● Items from a dataset:
..........
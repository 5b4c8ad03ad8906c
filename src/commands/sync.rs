// Copyright (c) 2025 Soumyadip Sarkar.
// All rights reserved.
//
// This source code is licensed under the license found in the
// LICENSE file in the root directory of this source tree.

use crate::commands::connect;
use crate::remote::ExpenseRepository;
use crate::state::AppState;
use crate::store::KvStore;
use crate::sync::{PullReport, PushReport, push_unsynced, reconcile_with_remote};
use anyhow::Result;

pub fn handle<S: KvStore>(store: &S, m: &clap::ArgMatches) -> Result<()> {
    let remote = connect(store)?;
    let user_id = remote.session.user_id.clone();
    match m.subcommand() {
        Some(("pull", _)) => {
            pull(store, &remote.client, &user_id)?;
        }
        Some(("push", _)) => {
            push(store, &remote.client, &user_id)?;
        }
        _ => {}
    }
    Ok(())
}

/// A failed fetch is reported, not retried; the local list stays as it was.
pub fn pull<S, R>(store: &S, repo: &R, user_id: &str) -> Result<Option<PullReport>>
where
    S: KvStore,
    R: ExpenseRepository + ?Sized,
{
    let mut state = AppState::for_user(store, user_id)?;
    match reconcile_with_remote(&mut state, repo, user_id) {
        Ok(r) => {
            println!(
                "Synced: {} record(s) ({} from cloud, {} local only)",
                r.total, r.remote, r.local_only
            );
            Ok(Some(r))
        }
        Err(e) => {
            println!("Sync failed: {}. Local records unchanged.", e);
            Ok(None)
        }
    }
}

pub fn push<S, R>(store: &S, repo: &R, user_id: &str) -> Result<PushReport>
where
    S: KvStore,
    R: ExpenseRepository + ?Sized,
{
    let mut state = AppState::for_user(store, user_id)?;
    let report = push_unsynced(&mut state, repo, user_id)?;
    if report.attempted == 0 {
        println!("Nothing to push");
    } else {
        println!(
            "Pushed {}/{} record(s)",
            report.pushed, report.attempted
        );
    }
    if !report.failed.is_empty() {
        println!(
            "{} record(s) stay local; run `bareminimum sync push` again later",
            report.failed.len()
        );
    }
    if let Some(e) = &report.reconcile_error {
        println!("Follow-up sync failed: {}", e);
    }
    Ok(report)
}
// Copyright (c) 2025 Soumyadip Sarkar.
// All rights reserved.
//
// This source code is licensed under the license found in the
// LICENSE file in the root directory of this source tree.

//! Local/remote reconciliation and push.
//!
//! The merge is last-writer-wins with the remote side always winning: a local
//! edit to a record that already exists remotely is discarded on the next
//! pull. There is no per-field timestamp or conflict log.

use crate::error::TrackerResult;
use crate::models::Expense;
use crate::remote::ExpenseRepository;
use crate::state::AppState;
use crate::store::KvStore;
use serde::Serialize;
use std::collections::{HashMap, HashSet};

/// Remote records first (synced), then local records with unseen ids
/// (unsynced), newest first. Duplicate ids keep their first occurrence.
pub fn reconcile(local: &[Expense], remote: Vec<Expense>) -> Vec<Expense> {
    let mut seen: HashSet<String> = HashSet::with_capacity(remote.len() + local.len());
    let mut merged = Vec::with_capacity(remote.len() + local.len());

    for mut r in remote {
        if !seen.insert(r.id.clone()) {
            continue;
        }
        r.synced = true;
        merged.push(r);
    }
    for l in local {
        if !seen.insert(l.id.clone()) {
            continue;
        }
        let mut l = l.clone();
        l.synced = false;
        merged.push(l);
    }

    merged.sort_by(|a, b| b.timestamp.cmp(&a.timestamp));
    merged
}

#[derive(Debug, Clone, Default, Serialize, PartialEq, Eq)]
pub struct PullReport {
    pub remote: usize,
    pub local_only: usize,
    pub total: usize,
}

/// Fetches the user's remote records and merges them into the state, then
/// overwrites the slot. A failed fetch leaves the state and the store as they
/// were.
pub fn reconcile_with_remote<S, R>(
    state: &mut AppState<'_, S>,
    repo: &R,
    user_id: &str,
) -> TrackerResult<PullReport>
where
    S: KvStore,
    R: ExpenseRepository + ?Sized,
{
    let remote = match repo.list_by_user(user_id) {
        Ok(rows) => rows,
        Err(e) => {
            log::error!("sync: fetching remote records for {} failed: {}", user_id, e);
            return Err(e);
        }
    };
    let remote_count = remote.len();
    let merged = reconcile(state.expenses(), remote);
    let local_only = merged.iter().filter(|e| !e.synced).count();
    let report = PullReport {
        remote: merged.len() - local_only,
        local_only,
        total: merged.len(),
    };
    state.replace_expenses(merged)?;
    log::info!(
        "sync: merged {} remote row(s) with {} local-only record(s)",
        remote_count,
        local_only
    );
    Ok(report)
}

#[derive(Debug, Clone, Default, Serialize)]
pub struct PushReport {
    pub attempted: usize,
    pub pushed: usize,
    pub failed: Vec<String>,
    /// Set when the follow-up reconciliation could not run.
    pub reconcile_error: Option<String>,
    pub pull: Option<PullReport>,
}

/// Inserts every unsynced record, one at a time. A failed insert is logged and
/// skipped; inserts that went through stay committed. Each pushed draft is
/// replaced in place by the server's copy and saved before the follow-up pull,
/// so a failed pull still leaves every record in the local list.
pub fn push_unsynced<S, R>(
    state: &mut AppState<'_, S>,
    repo: &R,
    user_id: &str,
) -> TrackerResult<PushReport>
where
    S: KvStore,
    R: ExpenseRepository + ?Sized,
{
    let pending = state.unsynced();
    let mut report = PushReport {
        attempted: pending.len(),
        ..Default::default()
    };
    let mut confirmed: HashMap<String, Expense> = HashMap::new();

    for draft in &pending {
        match repo.create(user_id, draft) {
            Ok(mut row) => {
                log::debug!("sync: pushed {} as {}", draft.id, row.id);
                row.synced = true;
                confirmed.insert(draft.id.clone(), row);
                report.pushed += 1;
            }
            Err(e) => {
                log::warn!("sync: push of {} failed: {}", draft.id, e);
                report.failed.push(draft.id.clone());
            }
        }
    }

    if !confirmed.is_empty() {
        let updated: Vec<Expense> = state
            .expenses()
            .iter()
            .map(|e| confirmed.remove(&e.id).unwrap_or_else(|| e.clone()))
            .collect();
        state.replace_expenses(updated)?;
    }

    match reconcile_with_remote(state, repo, user_id) {
        Ok(pull) => report.pull = Some(pull),
        Err(e) => report.reconcile_error = Some(e.to_string()),
    }
    Ok(report)
}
..........
● AIM OF THE EXERCISE:
Please set down all of the records exactly.

● ANSWER SECTION:
repository 5b4c8ad03ad8906c
filename src/commands/sync.rs
// Copyright (c) 2025 Soumyadip Sarkar.
// All rights reserved.
//
// This source code is licensed under the license found in the
// LICENSE file in the root directory of this source tree.

use crate::commands::connect;
use crate::remote::ExpenseRepository;
use crate::state::AppState;
use crate::store::KvStore;
use crate::sync::{PullReport, PushReport, push_unsynced, reconcile_with_remote};
use anyhow::Result;

pub fn handle<S: KvStore>(store: &S, m: &clap::ArgMatches) -> Result<()> {
    let remote = connect(store)?;
    let user_id = remote.session.user_id.clone();
    match m.subcommand() {
        Some(("pull", _)) => {
            pull(store, &remote.client, &user_id)?;
        }
        Some(("push", _)) => {
            push(store, &remote.client, &user_id)?;
        }
        _ => {}
    }
    Ok(())
}

/// A failed fetch is reported, not retried; the local list stays as it was.
pub fn pull<S, R>(store: &S, repo: &R, user_id: &str) -> Result<Option<PullReport>>
where
    S: KvStore,
    R: ExpenseRepository + ?Sized,
{
    let mut state = AppState::for_user(store, user_id)?;
    match reconcile_with_remote(&mut state, repo, user_id) {
        Ok(r) => {
            println!(
                "Synced: {} record(s) ({} from cloud, {} local only)",
                r.total, r.remote, r.local_only
            );
            Ok(Some(r))
        }
        Err(e) => {
            println!("Sync failed: {}. Local records unchanged.", e);
            Ok(None)
        }
    }
}

pub fn push<S, R>(store: &S, repo: &R, user_id: &str) -> Result<PushReport>
where
    S: KvStore,
    R: ExpenseRepository + ?Sized,
{
    let mut state = AppState::for_user(store, user_id)?;
    let report = push_unsynced(&mut state, repo, user_id)?;
    if report.attempted == 0 {
        println!("Nothing to push");
    } else {
        println!(
            "Pushed {}/{} record(s)",
            report.pushed, report.attempted
        );
    }
    if !report.failed.is_empty() {
        println!(
            "{} record(s) stay local; run `bareminimum sync push` again later",
            report.failed.len()
        );
    }
    if let Some(e) = &report.reconcile_error {
        println!("Follow-up sync failed: {}", e);
    }
    Ok(report)
}
// Copyright (c) 2025 Soumyadip Sarkar.
// All rights reserved.
//
// This source code is licensed under the license found in the
// LICENSE file in the root directory of this source tree.

//! Local/remote reconciliation and push.
//!
//! The merge is last-writer-wins with the remote side always winning: a local
//! edit to a record that already exists remotely is discarded on the next
//! pull. There is no per-field timestamp or conflict log.

use crate::error::TrackerResult;
use crate::models::Expense;
use crate::remote::ExpenseRepository;
use crate::state::AppState;
use crate::store::KvStore;
use serde::Serialize;
use std::collections::{HashMap, HashSet};

/// Remote records first (synced), then local records with unseen ids
/// (unsynced), newest first. Duplicate ids keep their first occurrence.
pub fn reconcile(local: &[Expense], remote: Vec<Expense>) -> Vec<Expense> {
    let mut seen: HashSet<String> = HashSet::with_capacity(remote.len() + local.len());
    let mut merged = Vec::with_capacity(remote.len() + local.len());

    for mut r in remote {
        if !seen.insert(r.id.clone()) {
            continue;
        }
        r.synced = true;
        merged.push(r);
    }
    for l in local {
        if !seen.insert(l.id.clone()) {
            continue;
        }
        let mut l = l.clone();
        l.synced = false;
        merged.push(l);
    }

    merged.sort_by(|a, b| b.timestamp.cmp(&a.timestamp));
    merged
}

#[derive(Debug, Clone, Default, Serialize, PartialEq, Eq)]
pub struct PullReport {
    pub remote: usize,
    pub local_only: usize,
    pub total: usize,
}

/// Fetches the user's remote records and merges them into the state, then
/// overwrites the slot. A failed fetch leaves the state and the store as they
/// were.
pub fn reconcile_with_remote<S, R>(
    state: &mut AppState<'_, S>,
    repo: &R,
    user_id: &str,
) -> TrackerResult<PullReport>
where
    S: KvStore,
    R: ExpenseRepository + ?Sized,
{
    let remote = match repo.list_by_user(user_id) {
        Ok(rows) => rows,
        Err(e) => {
            log::error!("sync: fetching remote records for {} failed: {}", user_id, e);
            return Err(e);
        }
    };
    let remote_count = remote.len();
    let merged = reconcile(state.expenses(), remote);
    let local_only = merged.iter().filter(|e| !e.synced).count();
    let report = PullReport {
        remote: merged.len() - local_only,
        local_only,
        total: merged.len(),
    };
    state.replace_expenses(merged)?;
    log::info!(
        "sync: merged {} remote row(s) with {} local-only record(s)",
        remote_count,
        local_only
    );
    Ok(report)
}

#[derive(Debug, Clone, Default, Serialize)]
pub struct PushReport {
    pub attempted: usize,
    pub pushed: usize,
    pub failed: Vec<String>,
    /// Set when the follow-up reconciliation could not run.
    pub reconcile_error: Option<String>,
    pub pull: Option<PullReport>,
}

/// Inserts every unsynced record, one at a time. A failed insert is logged and
/// skipped; inserts that went through stay committed. Each pushed draft is
/// replaced in place by the server's copy and saved before the follow-up pull,
/// so a failed pull still leaves every record in the local list.
pub fn push_unsynced<S, R>(
    state: &mut AppState<'_, S>,
    repo: &R,
    user_id: &str,
) -> TrackerResult<PushReport>
where
    S: KvStore,
    R: ExpenseRepository + ?Sized,
{
    let pending = state.unsynced();
    let mut report = PushReport {
        attempted: pending.len(),
        ..Default::default()
    };
    let mut confirmed: HashMap<String, Expense> = HashMap::new();

    for draft in &pending {
        match repo.create(user_id, draft) {
            Ok(mut row) => {
                log::debug!("sync: pushed {} as {}", draft.id, row.id);
                row.synced = true;
                confirmed.insert(draft.id.clone(), row);
                report.pushed += 1;
            }
            Err(e) => {
                log::warn!("sync: push of {} failed: {}", draft.id, e);
                report.failed.push(draft.id.clone());
            }
        }
    }

    if !confirmed.is_empty() {
        let updated: Vec<Expense> = state
            .expenses()
            .iter()
            .map(|e| confirmed.remove(&e.id).unwrap_or_else(|| e.clone()))
            .collect();
        state.replace_expenses(updated)?;
    }

    match reconcile_with_remote(state, repo, user_id) {
        Ok(pull) => report.pull = Some(pull),
        Err(e) => report.reconcile_error = Some(e.to_string()),
    }
    Ok(report)
}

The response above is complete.